Among the lines of this listing, count those that include "failed" and state the count by itself.

> _Material provided_:
★ ★ ★ ★ ★
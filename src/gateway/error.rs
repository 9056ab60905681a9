//! Gateway error types.

use thiserror::Error;

/// Errors raised by a message provider.
///
/// These never escape [`DispatchGateway::submit`](super::DispatchGateway::submit);
/// they are folded into [`Outcome::ProviderError`](super::Outcome::ProviderError).
#[derive(Error, Debug, Clone, PartialEq, Eq)]
pub enum ProviderError {
    /// The provider did not answer within the configured timeout.
    #[error("Provider timed out after {secs}s")]
    Timeout {
        /// Timeout that elapsed, in seconds.
        secs: u64,
    },

    /// The request never reached the provider or the connection failed.
    #[error("Provider request failed: {0}")]
    Http(String),

    /// The provider answered with an error status.
    #[error("{message}")]
    Rejected {
        /// HTTP status returned by the provider.
        status: u16,
        /// Error text reported by the provider.
        message: String,
    },

    /// The provider answered with something we could not interpret.
    #[error("Invalid provider response: {0}")]
    InvalidResponse(String),

    /// The provider is missing credentials or settings.
    #[error("Provider not configured: {0}")]
    NotConfigured(String),
}

/// Errors that can occur while loading configuration.
#[derive(Error, Debug)]
pub enum ConfigError {
    #[error("Config directory not found. Unable to determine home directory.")]
    NoConfigDir,

    #[error("Invalid configuration: {0}")]
    Invalid(String),

    #[error("IO error: {0}")]
    IoError(#[from] std::io::Error),

    #[error("TOML parse error: {0}")]
    TomlParseError(#[from] toml::de::Error),
}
★ ★ ★ ★ ★
> _Final answer_:
2